Decía Marx, siguiendo a Hegel, que los grandes hechos y personajes de la historia universal aparecen, por lo menos, dos veces. Pero, a diferencia de Hegel, Marx agregaba que en la primera se trataba de una tragedia, mientras que en la segunda se trataba de una comedia. Las nobles figuras de bronce son, bajo la perspectiva de esa segunda oportunidad, transmutadas en mediocres réplicas confeccionadas en yeso: “un pueblo que creía haberse dado un impulso acelerado por medio de una revolución, se encuentra de pronto retrotraído a una época fenecida, y para que no pueda haber engaño sobre la recaída, hacen aparecer las viejas fechas, el viejo calendario, los viejos nombres, los viejos edictos y los viejos esbirros, que parecían haberse podrido desde hace mucho tiempo”. La vigencia de la frase de Marx, en tiempos de transmutación de la política en gansterilidad, pasma.

La Tierra desolada, de Eliot, expone el desencanto y el dolor conscientes de una generación que fue testigo de los horrores de la Primera Guerra Mundial.

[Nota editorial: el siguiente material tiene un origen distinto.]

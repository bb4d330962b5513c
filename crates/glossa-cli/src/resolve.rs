//! Category and term argument resolution.
//!
//! User-facing commands accept loose references: an exact id, an exact
//! case-insensitive name or title, or a unique id prefix, tried in that
//! order. Ambiguity is an error listing the candidates rather than a
//! silent pick.

use crate::output::{CliError, OutputMode, render_error};
use glossa_core::{Category, GlossaryData, Term};

/// Find a category by id, case-insensitive name, or unique id prefix.
///
/// # Errors
///
/// `CliError` with code `category_not_found` or `category_ambiguous`.
pub fn find_category<'a>(data: &'a GlossaryData, input: &str) -> Result<&'a Category, CliError> {
    let input = input.trim();
    if input.is_empty() {
        return Err(not_found_category(input));
    }

    // 1. Exact id match
    if let Some(category) = data.categories.iter().find(|c| c.id == input) {
        return Ok(category);
    }

    // 2. Exact name match, case-insensitive
    let lowered = input.to_lowercase();
    let by_name: Vec<&Category> = data
        .categories
        .iter()
        .filter(|c| c.name.to_lowercase() == lowered)
        .collect();
    match by_name.as_slice() {
        [] => {}
        [category] => return Ok(category),
        candidates => {
            return Err(ambiguous(
                "category",
                input,
                candidates.iter().map(|c| category_label(c)),
            ));
        }
    }

    // 3. Unique id prefix
    let by_prefix: Vec<&Category> = data
        .categories
        .iter()
        .filter(|c| c.id.starts_with(input))
        .collect();
    match by_prefix.as_slice() {
        [category] => Ok(category),
        [] => Err(not_found_category(input)),
        candidates => Err(ambiguous(
            "category",
            input,
            candidates.iter().map(|c| category_label(c)),
        )),
    }
}

/// Find a term inside a category by id, case-insensitive title, or unique
/// id prefix.
///
/// # Errors
///
/// `CliError` with code `term_not_found` or `term_ambiguous`.
pub fn find_term<'a>(category: &'a Category, input: &str) -> Result<&'a Term, CliError> {
    let input = input.trim();
    if input.is_empty() {
        return Err(not_found_term(category, input));
    }

    if let Some(term) = category.terms.iter().find(|t| t.id == input) {
        return Ok(term);
    }

    let lowered = input.to_lowercase();
    let by_title: Vec<&Term> = category
        .terms
        .iter()
        .filter(|t| t.has_title() && t.title.to_lowercase() == lowered)
        .collect();
    match by_title.as_slice() {
        [] => {}
        [term] => return Ok(term),
        candidates => {
            return Err(ambiguous("term", input, candidates.iter().map(|t| term_label(t))));
        }
    }

    let by_prefix: Vec<&Term> = category
        .terms
        .iter()
        .filter(|t| t.id.starts_with(input))
        .collect();
    match by_prefix.as_slice() {
        [term] => Ok(term),
        [] => Err(not_found_term(category, input)),
        candidates => Err(ambiguous("term", input, candidates.iter().map(|t| term_label(t)))),
    }
}

/// Resolve a category or render the failure and bail.
///
/// # Errors
///
/// Returns a terse `anyhow` error after the detailed `CliError` has been
/// written to stderr.
pub fn require_category<'a>(
    data: &'a GlossaryData,
    input: &str,
    output: OutputMode,
) -> anyhow::Result<&'a Category> {
    match find_category(data, input) {
        Ok(category) => Ok(category),
        Err(err) => {
            render_error(output, &err)?;
            anyhow::bail!("category not found")
        }
    }
}

/// Resolve a term or render the failure and bail.
///
/// # Errors
///
/// Returns a terse `anyhow` error after the detailed `CliError` has been
/// written to stderr.
pub fn require_term<'a>(
    category: &'a Category,
    input: &str,
    output: OutputMode,
) -> anyhow::Result<&'a Term> {
    match find_term(category, input) {
        Ok(term) => Ok(term),
        Err(err) => {
            render_error(output, &err)?;
            anyhow::bail!("term not found")
        }
    }
}

fn category_label(category: &Category) -> String {
    format!("{} ({})", category.id, category.name)
}

fn term_label(term: &Term) -> String {
    if term.has_title() {
        format!("{} ({})", term.id, term.title)
    } else {
        term.id.clone()
    }
}

fn not_found_category(input: &str) -> CliError {
    CliError::with_details(
        format!("category '{input}' not found"),
        "use `glossa category list` to see available categories",
        "category_not_found",
    )
}

fn not_found_term(category: &Category, input: &str) -> CliError {
    CliError::with_details(
        format!("term '{}' not found in category '{}'", input, category.name),
        format!("use `glossa list {}` to see available terms", category.id),
        "term_not_found",
    )
}

fn ambiguous(kind: &str, input: &str, candidates: impl Iterator<Item = String>) -> CliError {
    let listed: Vec<String> = candidates.collect();
    CliError::with_details(
        format!("{kind} '{input}' is ambiguous"),
        format!("candidates: {}", listed.join(", ")),
        format!("{kind}_ambiguous"),
    )
}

Sus cambios de entonación, de tiempo y espacio; su puntilloso registro de la tumoración de un ambiente material y espiritual triste, desgastado, asfixiante, forman el compendio esencial de una sociedad a punto de reventar. Era imprescindible llevar adelante el tenaz esfuerzo de “apuntalar” las “ruinas”, sirviéndose de los mismos “fragmentos” de una Kultur moribunda. No para presuponer o prefijar la “nueva totalidad”, sino para atreverse, para decidirse a cambiar por completo el rumbo, delineando posibles, relativas, innovadoras y, aún, problemáticas, formas de reconocimiento y reconciliación ciudadanas. Se trata de una vívida y penetrante experiencia de la conciencia, surgida, justamente, de la desolación dejada por una pretendida revolución que, en nombre de la venganza y del “buen vivir”, terminó desatando las peores pestes del resentimiento, la criminalidad, el parasitismo, la desidia. En fin, la bancarrota de una nación.

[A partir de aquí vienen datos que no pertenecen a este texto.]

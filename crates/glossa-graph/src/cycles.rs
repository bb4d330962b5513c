//! Circular-reference detection over the term graph.
//!
//! # Edge Direction
//!
//! The reference graph uses edge direction `mentioner → mentioned`. A cycle
//! means a group of terms whose definitions all lean on each other, so no
//! strict reading order exists for them; the ordering layer falls back to
//! alphabetical placement for exactly these members.

#![allow(clippy::module_name_repetitions)]

use petgraph::algo::tarjan_scc;

use crate::build::TermGraph;

/// Find all circular reference groups in `graph`.
///
/// Each entry is the sorted list of term ids in one strongly connected
/// component of size two or more. A term never references itself (its own
/// title is excluded from scanning), so single-node components are never
/// cycles here.
#[must_use]
pub fn find_reference_cycles(graph: &TermGraph) -> Vec<Vec<String>> {
    let mut cycles: Vec<Vec<String>> = tarjan_scc(&graph.graph)
        .into_iter()
        .filter(|component| component.len() > 1)
        .map(|component| {
            let mut ids: Vec<String> = component
                .into_iter()
                .filter_map(|idx| graph.term_id(idx).map(str::to_string))
                .collect();
            ids.sort_unstable();
            ids
        })
        .collect();

    cycles.sort_unstable();
    cycles
}
//! `glossa stats` — structural metrics for a category's reference graph.

use std::collections::HashMap;
use std::io::Write;

use clap::Args;
use glossa_core::GlossaryStore;
use glossa_graph::{GraphStats, TermGraph};
use serde::Serialize;

use crate::cmd::load_document;
use crate::output::{OutputMode, render};
use crate::resolve;

#[derive(Args, Debug)]
pub struct StatsArgs {
    /// Category id, name, or unique id prefix.
    pub category: String,
}

#[derive(Debug, Serialize)]
struct StatsReport {
    category_id: String,
    stats: GraphStats,
}

/// Summarize a category's reference structure: counts, density, cycles,
/// islands, and the most-referenced term.
pub fn run_stats(
    args: &StatsArgs,
    output: OutputMode,
    store: &impl GlossaryStore,
) -> anyhow::Result<()> {
    let data = load_document(store, output)?;
    let category = resolve::require_category(&data, &args.category, output)?;

    let graph = TermGraph::from_terms(&category.terms);
    let report = StatsReport {
        category_id: category.id.clone(),
        stats: GraphStats::from_graph(&graph),
    };

    let titles: HashMap<String, String> = category
        .terms
        .iter()
        .map(|term| (term.id.clone(), term.title.clone()))
        .collect();
    let category_name = category.name.clone();
    render(output, &report, move |computed, w| {
        render_stats_human(computed, &category_name, &titles, w)
    })
}

fn render_stats_human(
    report: &StatsReport,
    category_name: &str,
    titles: &HashMap<String, String>,
    w: &mut dyn Write,
) -> std::io::Result<()> {
    let stats = &report.stats;
    writeln!(w, "Graph stats for '{category_name}'")?;
    writeln!(w, "  nodes:           {}", stats.node_count)?;
    writeln!(w, "  edges:           {}", stats.edge_count)?;
    writeln!(w, "  density:         {:.3}", stats.density)?;
    writeln!(w, "  cycles:          {}", stats.cycle_count)?;
    writeln!(w, "  islands:         {}", stats.island_count)?;
    writeln!(w, "  isolated nodes:  {}", stats.isolated_node_count)?;
    writeln!(w, "  max in-degree:   {}", stats.max_in_degree)?;
    writeln!(w, "  max out-degree:  {}", stats.max_out_degree)?;
    match &stats.most_referenced {
        Some(id) => {
            let title = titles.get(id).map_or(id.as_str(), String::as_str);
            writeln!(w, "  most referenced: {title} ({id})")?;
        }
        None => writeln!(w, "  most referenced: (none)")?,
    }
    Ok(())
}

Como el romanticismo en su momento, Eliot reacciona contra la pretensión de hacer “encajar” el destino del ser social en un esquema de consignas sin historia, universalmente “aplicable” y metodológicamente “infalible”, en nombre de “el pueblo”. Su poesía es un juicio a la temeridad del catecismo totalitario, autocrático, fanático, delincuencial. Los regímenes que repudian el mérito y la distinción están condenados a la peor de las pobrezas: la del espíritu. Las ficciones y los espejismos promovidos por figuras demenciales, apegadas al poder por encima de todo, comienzan a dar muestras de sus costuras sociopáticas. Una palabra, decía Hegel, resume el destino de la era Robespierre: la muerte.

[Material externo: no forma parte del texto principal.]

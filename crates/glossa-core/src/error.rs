//! Typed errors for the persistence and editing layers.
//!
//! Each error exposes a stable `error_code()` string for machine-readable
//! output and an optional `suggestion()` hint for human-facing rendering.
//! The analysis crates (graph, quiz) have no error surface: malformed
//! input is filtered and empty results are valid outputs.

use std::path::PathBuf;

/// Failures loading or saving the glossary document.
#[derive(Debug, thiserror::Error)]
pub enum StoreError {
    /// No document exists at the configured path.
    #[error("glossary document not found at {path}")]
    NotFound { path: PathBuf },

    /// The file exists but does not parse as a glossary document.
    #[error("invalid glossary document: {source}")]
    Parse {
        #[from]
        source: serde_json::Error,
    },

    /// Underlying filesystem failure.
    #[error("glossary I/O failed on {path}: {source}")]
    Io {
        path: PathBuf,
        source: std::io::Error,
    },
}

impl StoreError {
    #[must_use]
    pub const fn error_code(&self) -> &'static str {
        match self {
            Self::NotFound { .. } => "document_missing",
            Self::Parse { .. } => "document_invalid",
            Self::Io { .. } => "document_io",
        }
    }

    #[must_use]
    pub const fn suggestion(&self) -> Option<&'static str> {
        match self {
            Self::NotFound { .. } => Some("run `glossa init` to create a glossary document"),
            Self::Parse { .. } => {
                Some("the file is not a valid glossary export; re-export or fix the JSON")
            }
            Self::Io { .. } => None,
        }
    }
}

/// Failures from editing operations on an in-memory document.
#[derive(Debug, thiserror::Error)]
pub enum OpsError {
    #[error("category '{id}' not found")]
    CategoryNotFound { id: String },

    #[error("term '{id}' not found in category '{category_id}'")]
    TermNotFound { category_id: String, id: String },
}

impl OpsError {
    #[must_use]
    pub const fn error_code(&self) -> &'static str {
        match self {
            Self::CategoryNotFound { .. } => "category_not_found",
            Self::TermNotFound { .. } => "term_not_found",
        }
    }

    #[must_use]
    pub const fn suggestion(&self) -> Option<&'static str> {
        match self {
            Self::CategoryNotFound { .. } => {
                Some("use `glossa category list` to see available categories")
            }
            Self::TermNotFound { .. } => {
                Some("use `glossa list <category>` to see available terms")
            }
        }
    }
}

// ---------------------------------------------------------------------------
// Tests
// ---------------------------------------------------------------------------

La lección de Eliot no consiste en la pretensión de repetir su diagnóstico. Más bien, invita a ‘seguir pensando’, a reinventar los posibles e infinitos escenarios de la reconfiguración del Ethos ciudadanoLa confección  de un “programa” de acción preconcebido acerca de cómo deberá llevarse adelante la reestructuración de la nación desolada, es una afrenta a la inteligencia. La labor consiste, más bien, en aprender a curar las heridas auto-infligidas. Todo reconocimiento implica el empeño de un deshacer y de un rehacer.

Por lo pronto, cabe centrarse en la descentralización centralizándola. Dispersión y concentración, a un tiempo: tales parecen ser los términos, opuestos y correlativos, más apropiados para expresar la energeia y la tensión de la labor que conviene emprender, en medio de una época signada por la más profunda de sus crisis orgánicas. Se requiere de los mejores, sin duda, los más cautos y prudentes. Indispensable convocar la inteligencia de este doloroso exilio, tanto exterior como interior, pues, ¿acaso no han sido exiliados de su nación quienes, cual habitantes de un gueto, padecen a diario el terror de la barbarie ritornata? La situación exige tanta paciencia como sagacidad. Lo que no obsta para que la astucia de la razón no dé cabida a la firme voluntad de hacer pensando y de pensar haciendo.